> [AIM OF THE TASK]: Check each line of the data for "host", and copy the ones that have it.

> [INFORMATION PROVIDED]:
========
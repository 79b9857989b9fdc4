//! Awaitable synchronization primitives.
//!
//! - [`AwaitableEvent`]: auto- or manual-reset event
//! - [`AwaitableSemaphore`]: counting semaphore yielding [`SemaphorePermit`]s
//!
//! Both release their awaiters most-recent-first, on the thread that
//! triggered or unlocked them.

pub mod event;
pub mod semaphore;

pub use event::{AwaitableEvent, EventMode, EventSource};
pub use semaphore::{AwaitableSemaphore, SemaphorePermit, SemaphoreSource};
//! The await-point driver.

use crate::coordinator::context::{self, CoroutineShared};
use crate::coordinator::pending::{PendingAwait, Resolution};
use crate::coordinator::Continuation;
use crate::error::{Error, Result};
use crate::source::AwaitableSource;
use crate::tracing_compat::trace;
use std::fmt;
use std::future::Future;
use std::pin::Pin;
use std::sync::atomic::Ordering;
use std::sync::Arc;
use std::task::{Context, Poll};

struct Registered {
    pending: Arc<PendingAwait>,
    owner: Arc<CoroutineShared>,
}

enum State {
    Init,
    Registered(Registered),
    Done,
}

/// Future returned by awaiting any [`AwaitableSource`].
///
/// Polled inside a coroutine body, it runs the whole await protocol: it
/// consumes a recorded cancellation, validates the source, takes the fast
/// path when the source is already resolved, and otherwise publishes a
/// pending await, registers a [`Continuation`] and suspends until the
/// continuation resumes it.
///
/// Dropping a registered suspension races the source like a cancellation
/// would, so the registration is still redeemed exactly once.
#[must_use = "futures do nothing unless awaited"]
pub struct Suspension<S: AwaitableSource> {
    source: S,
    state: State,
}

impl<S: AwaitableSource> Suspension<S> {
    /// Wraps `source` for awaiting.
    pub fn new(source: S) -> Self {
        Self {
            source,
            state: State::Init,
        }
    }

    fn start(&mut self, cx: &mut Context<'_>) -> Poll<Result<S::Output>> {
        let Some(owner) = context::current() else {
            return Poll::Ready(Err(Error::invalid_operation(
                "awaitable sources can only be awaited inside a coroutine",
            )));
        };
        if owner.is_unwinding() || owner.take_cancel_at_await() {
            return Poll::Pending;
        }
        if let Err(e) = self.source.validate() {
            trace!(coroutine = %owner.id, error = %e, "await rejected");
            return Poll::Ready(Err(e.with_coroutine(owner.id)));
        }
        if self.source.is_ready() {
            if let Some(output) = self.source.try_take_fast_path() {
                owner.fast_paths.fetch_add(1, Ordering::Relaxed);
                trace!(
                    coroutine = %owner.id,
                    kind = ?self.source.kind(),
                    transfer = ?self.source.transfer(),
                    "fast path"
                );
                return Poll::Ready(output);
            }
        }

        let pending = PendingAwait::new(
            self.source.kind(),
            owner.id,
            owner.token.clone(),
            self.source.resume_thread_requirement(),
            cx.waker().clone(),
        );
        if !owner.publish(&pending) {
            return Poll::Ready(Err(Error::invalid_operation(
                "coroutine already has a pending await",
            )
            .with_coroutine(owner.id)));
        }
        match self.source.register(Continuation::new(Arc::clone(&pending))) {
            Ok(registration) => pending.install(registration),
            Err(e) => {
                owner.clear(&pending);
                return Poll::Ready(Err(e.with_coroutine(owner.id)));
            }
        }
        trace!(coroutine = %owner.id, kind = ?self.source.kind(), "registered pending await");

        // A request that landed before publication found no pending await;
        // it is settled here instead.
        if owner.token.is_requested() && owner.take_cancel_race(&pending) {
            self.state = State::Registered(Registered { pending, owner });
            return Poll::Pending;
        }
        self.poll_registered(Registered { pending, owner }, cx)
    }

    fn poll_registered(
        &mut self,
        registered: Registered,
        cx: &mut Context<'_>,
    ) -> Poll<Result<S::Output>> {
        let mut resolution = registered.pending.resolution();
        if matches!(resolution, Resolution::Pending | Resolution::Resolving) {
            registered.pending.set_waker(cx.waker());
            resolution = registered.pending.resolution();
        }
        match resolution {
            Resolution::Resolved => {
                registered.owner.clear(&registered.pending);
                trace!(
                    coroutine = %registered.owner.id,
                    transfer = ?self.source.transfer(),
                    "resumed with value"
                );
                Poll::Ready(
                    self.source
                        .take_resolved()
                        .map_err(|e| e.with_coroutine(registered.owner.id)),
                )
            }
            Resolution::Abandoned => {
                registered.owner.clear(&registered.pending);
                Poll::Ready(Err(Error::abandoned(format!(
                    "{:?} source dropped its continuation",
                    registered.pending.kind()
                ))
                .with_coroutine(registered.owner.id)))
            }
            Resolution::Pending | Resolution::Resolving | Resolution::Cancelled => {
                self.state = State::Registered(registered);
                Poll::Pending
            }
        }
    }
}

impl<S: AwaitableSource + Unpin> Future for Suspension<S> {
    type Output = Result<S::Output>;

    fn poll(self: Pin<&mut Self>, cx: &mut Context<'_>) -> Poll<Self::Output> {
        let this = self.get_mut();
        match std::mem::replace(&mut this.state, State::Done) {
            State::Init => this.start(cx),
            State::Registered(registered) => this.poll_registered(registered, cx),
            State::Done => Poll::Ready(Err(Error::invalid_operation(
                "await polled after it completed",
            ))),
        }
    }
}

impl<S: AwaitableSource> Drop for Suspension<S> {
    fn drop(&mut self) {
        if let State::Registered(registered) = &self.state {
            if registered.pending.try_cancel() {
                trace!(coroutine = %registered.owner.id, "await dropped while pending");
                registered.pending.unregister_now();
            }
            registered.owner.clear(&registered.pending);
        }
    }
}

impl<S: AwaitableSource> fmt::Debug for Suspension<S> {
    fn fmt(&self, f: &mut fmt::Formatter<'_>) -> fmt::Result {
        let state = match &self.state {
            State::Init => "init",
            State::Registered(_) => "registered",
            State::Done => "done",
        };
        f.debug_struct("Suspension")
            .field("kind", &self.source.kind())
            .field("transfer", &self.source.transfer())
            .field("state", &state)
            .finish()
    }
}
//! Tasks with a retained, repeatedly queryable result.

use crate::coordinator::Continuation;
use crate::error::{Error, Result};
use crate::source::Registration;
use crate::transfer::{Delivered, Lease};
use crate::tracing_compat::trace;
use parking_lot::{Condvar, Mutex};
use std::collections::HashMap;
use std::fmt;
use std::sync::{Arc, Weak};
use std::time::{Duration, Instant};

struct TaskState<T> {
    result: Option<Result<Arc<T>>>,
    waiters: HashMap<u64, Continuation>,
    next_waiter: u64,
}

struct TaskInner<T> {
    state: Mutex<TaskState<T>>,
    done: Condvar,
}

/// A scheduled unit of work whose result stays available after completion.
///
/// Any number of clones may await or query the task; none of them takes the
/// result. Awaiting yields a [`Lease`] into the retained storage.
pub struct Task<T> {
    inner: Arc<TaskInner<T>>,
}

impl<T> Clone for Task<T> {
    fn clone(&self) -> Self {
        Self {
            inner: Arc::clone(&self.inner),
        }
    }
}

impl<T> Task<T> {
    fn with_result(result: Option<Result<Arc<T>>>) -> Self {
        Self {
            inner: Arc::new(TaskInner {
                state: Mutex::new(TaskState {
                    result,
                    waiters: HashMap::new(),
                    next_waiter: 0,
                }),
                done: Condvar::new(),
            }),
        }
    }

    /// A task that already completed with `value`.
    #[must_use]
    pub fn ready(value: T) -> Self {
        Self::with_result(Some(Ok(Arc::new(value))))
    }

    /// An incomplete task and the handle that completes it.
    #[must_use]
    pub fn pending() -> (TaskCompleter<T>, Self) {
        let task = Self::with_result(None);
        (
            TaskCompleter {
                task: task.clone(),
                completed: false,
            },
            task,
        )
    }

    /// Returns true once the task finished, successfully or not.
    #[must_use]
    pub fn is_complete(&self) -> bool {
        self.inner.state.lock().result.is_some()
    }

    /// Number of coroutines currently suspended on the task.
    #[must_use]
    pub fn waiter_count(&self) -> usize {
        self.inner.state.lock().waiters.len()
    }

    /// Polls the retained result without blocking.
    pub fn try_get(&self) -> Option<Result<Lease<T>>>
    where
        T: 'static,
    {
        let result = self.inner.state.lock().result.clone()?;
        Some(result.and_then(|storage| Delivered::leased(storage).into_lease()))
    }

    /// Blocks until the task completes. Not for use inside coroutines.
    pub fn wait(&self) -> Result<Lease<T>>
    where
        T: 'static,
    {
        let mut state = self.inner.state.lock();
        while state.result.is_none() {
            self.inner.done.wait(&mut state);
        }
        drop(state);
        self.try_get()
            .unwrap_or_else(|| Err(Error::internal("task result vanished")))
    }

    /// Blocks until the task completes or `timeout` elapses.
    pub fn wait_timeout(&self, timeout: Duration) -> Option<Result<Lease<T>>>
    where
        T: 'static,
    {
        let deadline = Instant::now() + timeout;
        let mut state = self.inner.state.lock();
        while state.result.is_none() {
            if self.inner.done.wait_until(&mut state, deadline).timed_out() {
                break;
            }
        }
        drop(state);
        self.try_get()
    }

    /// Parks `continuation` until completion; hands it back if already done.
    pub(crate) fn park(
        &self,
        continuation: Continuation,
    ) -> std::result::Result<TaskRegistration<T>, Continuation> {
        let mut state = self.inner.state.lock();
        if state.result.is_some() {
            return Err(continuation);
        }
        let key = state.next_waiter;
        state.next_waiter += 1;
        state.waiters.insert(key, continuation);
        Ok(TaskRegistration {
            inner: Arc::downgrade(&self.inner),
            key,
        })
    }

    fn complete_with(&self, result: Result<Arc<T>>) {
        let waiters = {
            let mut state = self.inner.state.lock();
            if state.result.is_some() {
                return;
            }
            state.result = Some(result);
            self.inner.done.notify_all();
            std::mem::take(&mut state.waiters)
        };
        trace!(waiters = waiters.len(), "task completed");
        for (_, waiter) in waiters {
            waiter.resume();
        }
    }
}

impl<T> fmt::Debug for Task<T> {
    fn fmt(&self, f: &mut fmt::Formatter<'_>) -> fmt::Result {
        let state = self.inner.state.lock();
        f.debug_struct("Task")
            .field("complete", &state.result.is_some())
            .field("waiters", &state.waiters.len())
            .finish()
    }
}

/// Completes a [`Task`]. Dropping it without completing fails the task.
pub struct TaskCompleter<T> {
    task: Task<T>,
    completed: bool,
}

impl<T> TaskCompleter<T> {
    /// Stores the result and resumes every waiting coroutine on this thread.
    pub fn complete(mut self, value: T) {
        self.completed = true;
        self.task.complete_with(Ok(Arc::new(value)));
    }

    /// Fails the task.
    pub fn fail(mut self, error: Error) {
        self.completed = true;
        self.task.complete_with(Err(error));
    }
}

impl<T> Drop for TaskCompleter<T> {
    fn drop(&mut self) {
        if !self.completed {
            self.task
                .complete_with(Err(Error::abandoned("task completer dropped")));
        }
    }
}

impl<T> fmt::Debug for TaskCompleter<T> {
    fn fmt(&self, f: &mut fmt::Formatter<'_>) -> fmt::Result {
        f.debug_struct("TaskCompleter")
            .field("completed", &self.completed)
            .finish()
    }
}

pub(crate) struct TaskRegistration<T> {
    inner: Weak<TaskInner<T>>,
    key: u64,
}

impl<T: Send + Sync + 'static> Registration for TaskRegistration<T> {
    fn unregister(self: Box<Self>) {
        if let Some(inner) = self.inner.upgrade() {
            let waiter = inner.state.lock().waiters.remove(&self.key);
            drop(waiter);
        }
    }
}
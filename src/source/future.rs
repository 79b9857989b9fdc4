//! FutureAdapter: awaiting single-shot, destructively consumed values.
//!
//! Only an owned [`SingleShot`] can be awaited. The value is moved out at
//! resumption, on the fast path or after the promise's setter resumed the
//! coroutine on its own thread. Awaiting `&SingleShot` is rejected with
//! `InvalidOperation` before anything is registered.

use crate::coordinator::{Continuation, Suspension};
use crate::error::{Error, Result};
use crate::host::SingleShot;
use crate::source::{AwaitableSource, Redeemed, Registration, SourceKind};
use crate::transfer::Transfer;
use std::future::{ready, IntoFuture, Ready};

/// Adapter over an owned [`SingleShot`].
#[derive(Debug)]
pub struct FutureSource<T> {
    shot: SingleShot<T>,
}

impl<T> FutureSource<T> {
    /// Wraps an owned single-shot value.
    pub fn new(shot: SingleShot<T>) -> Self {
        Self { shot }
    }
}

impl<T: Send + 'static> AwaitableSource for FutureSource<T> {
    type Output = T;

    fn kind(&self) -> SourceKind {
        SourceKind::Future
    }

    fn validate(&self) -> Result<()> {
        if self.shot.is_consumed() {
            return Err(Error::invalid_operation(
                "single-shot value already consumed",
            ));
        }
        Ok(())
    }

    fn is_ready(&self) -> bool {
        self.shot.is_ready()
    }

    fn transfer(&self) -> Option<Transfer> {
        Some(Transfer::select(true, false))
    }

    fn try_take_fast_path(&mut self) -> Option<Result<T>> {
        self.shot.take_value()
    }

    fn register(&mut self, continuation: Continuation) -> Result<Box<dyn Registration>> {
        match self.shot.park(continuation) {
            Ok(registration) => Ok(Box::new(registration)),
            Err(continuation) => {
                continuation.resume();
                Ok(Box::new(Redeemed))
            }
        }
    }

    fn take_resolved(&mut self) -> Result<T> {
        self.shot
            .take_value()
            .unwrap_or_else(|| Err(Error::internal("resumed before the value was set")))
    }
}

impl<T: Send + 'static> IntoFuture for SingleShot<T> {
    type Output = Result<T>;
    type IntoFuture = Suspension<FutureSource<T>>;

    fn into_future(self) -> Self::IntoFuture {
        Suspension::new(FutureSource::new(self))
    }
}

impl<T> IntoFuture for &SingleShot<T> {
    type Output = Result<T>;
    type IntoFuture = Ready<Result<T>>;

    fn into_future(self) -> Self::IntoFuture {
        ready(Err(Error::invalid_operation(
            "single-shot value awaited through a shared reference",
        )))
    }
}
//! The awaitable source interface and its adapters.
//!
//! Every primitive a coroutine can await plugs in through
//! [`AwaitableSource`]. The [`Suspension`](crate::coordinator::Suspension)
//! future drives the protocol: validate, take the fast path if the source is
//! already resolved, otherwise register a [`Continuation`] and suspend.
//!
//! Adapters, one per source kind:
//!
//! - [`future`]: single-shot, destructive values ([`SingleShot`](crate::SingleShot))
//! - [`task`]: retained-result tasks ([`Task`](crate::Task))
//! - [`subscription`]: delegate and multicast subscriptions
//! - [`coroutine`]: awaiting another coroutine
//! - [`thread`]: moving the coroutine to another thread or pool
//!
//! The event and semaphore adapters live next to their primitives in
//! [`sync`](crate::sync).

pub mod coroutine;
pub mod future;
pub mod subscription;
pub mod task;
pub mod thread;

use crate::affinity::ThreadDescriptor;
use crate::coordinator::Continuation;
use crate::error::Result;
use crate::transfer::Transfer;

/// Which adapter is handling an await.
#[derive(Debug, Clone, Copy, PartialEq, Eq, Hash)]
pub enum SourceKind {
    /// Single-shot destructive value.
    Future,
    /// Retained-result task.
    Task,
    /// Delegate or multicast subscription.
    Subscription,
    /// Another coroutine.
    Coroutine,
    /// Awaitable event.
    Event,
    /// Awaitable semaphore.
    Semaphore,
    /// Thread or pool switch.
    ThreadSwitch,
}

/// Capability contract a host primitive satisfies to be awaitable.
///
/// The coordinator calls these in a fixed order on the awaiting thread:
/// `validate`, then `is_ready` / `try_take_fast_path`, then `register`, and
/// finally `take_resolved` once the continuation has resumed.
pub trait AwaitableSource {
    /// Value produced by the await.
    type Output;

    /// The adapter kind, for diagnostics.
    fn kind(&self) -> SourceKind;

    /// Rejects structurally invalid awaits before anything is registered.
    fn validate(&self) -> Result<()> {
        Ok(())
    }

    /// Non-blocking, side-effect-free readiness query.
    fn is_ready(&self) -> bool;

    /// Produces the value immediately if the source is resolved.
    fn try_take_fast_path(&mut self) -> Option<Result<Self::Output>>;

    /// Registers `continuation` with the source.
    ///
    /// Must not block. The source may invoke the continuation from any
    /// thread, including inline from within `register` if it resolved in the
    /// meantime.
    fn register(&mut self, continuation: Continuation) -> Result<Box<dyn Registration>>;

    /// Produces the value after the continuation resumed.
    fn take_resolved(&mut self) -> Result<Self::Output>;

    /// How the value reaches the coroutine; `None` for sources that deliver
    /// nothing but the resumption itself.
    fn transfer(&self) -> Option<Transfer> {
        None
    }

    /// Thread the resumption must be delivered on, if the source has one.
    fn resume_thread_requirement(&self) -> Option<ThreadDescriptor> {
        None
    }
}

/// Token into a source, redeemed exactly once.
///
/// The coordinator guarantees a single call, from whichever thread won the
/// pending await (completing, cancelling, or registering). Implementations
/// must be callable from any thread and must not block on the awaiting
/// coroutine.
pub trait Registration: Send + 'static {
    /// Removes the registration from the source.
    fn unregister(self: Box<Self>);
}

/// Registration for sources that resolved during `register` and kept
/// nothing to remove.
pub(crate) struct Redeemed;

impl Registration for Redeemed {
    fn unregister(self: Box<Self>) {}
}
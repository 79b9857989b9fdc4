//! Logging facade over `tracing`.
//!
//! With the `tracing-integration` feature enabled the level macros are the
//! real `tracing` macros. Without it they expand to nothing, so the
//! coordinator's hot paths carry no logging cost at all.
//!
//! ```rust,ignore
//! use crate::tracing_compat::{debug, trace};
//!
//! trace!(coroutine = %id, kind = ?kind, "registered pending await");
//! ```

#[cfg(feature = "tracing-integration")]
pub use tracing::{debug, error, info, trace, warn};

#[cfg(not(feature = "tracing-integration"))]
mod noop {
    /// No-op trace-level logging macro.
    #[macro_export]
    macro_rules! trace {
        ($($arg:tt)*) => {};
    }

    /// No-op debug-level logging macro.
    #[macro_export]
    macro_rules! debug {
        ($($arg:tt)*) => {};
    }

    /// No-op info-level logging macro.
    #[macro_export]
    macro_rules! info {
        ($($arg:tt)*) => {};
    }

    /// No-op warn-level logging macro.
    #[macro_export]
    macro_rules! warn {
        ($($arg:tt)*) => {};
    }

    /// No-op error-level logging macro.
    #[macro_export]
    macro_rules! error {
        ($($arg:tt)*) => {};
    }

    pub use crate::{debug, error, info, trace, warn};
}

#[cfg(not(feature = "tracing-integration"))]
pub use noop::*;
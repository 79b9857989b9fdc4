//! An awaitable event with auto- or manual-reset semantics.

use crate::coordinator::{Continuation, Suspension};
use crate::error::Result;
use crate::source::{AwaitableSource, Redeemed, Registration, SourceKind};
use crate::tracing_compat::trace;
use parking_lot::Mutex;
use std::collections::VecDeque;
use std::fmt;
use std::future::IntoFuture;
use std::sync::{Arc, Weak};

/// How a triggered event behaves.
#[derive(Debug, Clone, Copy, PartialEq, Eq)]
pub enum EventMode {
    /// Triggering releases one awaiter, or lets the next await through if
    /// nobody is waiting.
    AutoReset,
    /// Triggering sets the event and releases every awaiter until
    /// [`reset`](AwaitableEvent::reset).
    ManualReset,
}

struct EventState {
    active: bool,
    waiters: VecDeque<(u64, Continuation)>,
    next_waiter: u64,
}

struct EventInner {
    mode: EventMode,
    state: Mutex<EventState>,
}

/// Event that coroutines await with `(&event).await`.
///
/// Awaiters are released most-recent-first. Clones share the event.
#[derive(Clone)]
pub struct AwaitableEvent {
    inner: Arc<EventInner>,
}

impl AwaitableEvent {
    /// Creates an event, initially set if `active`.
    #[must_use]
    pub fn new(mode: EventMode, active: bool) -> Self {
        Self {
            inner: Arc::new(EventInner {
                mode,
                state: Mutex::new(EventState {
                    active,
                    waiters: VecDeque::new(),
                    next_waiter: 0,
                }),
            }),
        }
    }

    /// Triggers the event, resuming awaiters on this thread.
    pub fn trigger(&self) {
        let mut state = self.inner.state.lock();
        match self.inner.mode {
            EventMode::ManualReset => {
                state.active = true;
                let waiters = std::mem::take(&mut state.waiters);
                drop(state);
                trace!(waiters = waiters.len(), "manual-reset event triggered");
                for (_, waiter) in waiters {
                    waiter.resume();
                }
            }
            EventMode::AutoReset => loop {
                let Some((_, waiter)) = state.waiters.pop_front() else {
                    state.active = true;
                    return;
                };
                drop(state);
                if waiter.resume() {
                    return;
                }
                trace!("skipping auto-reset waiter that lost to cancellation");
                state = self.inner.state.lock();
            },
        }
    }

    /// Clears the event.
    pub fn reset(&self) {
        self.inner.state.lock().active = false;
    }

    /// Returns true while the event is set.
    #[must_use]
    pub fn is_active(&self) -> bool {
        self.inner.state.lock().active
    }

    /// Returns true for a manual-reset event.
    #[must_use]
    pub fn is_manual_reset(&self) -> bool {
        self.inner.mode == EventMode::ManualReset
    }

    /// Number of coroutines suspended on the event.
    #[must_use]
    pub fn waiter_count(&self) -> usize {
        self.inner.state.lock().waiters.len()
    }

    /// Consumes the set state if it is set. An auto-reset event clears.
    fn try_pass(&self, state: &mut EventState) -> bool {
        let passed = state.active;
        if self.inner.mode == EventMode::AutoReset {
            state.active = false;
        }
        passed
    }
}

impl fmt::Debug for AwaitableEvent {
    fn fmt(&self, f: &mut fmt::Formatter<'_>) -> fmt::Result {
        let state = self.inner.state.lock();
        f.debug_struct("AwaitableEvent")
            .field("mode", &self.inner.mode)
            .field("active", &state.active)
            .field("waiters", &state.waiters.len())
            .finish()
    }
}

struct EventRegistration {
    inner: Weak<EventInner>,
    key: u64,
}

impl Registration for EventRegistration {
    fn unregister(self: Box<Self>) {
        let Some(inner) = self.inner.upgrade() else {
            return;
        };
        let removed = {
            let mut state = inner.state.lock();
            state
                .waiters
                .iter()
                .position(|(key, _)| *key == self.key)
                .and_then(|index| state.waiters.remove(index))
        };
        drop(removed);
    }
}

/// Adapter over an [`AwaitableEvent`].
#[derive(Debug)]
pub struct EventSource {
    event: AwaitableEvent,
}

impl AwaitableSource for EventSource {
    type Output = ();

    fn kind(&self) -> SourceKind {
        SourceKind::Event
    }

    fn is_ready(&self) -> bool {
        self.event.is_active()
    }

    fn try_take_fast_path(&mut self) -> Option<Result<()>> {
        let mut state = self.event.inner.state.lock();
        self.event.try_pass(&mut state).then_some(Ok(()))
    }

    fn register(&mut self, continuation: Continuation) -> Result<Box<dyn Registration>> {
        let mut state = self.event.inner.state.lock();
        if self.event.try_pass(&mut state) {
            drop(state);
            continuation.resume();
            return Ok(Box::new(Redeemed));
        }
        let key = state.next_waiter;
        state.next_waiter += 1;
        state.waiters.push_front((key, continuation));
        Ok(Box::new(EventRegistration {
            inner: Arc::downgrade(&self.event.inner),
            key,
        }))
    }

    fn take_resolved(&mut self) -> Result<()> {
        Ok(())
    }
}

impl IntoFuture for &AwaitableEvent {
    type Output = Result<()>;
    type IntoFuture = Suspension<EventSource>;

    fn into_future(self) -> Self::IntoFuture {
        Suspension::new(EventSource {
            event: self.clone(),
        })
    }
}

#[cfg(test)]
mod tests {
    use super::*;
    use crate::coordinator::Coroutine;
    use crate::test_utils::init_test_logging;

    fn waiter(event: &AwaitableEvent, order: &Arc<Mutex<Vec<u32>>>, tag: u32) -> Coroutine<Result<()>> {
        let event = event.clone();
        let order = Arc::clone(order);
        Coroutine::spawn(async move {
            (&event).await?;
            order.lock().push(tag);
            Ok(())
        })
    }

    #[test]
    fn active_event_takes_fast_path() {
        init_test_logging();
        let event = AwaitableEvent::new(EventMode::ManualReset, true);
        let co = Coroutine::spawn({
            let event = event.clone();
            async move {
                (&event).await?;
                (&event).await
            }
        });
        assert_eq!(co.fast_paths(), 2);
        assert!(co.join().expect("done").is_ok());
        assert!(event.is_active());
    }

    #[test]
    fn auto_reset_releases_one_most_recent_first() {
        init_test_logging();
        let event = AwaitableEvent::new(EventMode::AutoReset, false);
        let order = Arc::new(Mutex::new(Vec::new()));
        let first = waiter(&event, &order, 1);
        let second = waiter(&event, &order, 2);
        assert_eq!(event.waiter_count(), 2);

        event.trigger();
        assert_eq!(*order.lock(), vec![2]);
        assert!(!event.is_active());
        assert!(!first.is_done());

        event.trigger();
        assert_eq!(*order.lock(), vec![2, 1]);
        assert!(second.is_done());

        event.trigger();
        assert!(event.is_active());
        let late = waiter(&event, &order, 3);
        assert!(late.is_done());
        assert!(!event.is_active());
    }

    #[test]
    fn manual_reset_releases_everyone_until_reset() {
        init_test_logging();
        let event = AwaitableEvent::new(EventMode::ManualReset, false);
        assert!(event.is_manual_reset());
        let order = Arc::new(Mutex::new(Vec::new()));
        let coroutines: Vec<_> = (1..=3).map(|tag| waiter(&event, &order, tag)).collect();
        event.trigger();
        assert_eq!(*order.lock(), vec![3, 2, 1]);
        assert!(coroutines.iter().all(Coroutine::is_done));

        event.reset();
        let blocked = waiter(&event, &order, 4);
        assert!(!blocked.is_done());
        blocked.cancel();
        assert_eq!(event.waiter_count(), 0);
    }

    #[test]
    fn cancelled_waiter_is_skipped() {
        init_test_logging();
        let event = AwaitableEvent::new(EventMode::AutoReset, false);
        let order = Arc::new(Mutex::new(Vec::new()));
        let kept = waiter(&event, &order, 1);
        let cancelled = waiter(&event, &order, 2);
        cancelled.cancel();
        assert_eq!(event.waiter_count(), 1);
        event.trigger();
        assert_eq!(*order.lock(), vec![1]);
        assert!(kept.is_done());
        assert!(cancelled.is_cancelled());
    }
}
========
> [ANSWER TO THIS EXERCISE]:
use crate::host::SingleShot;
/// Capability contract a host primitive satisfies to be awaitable.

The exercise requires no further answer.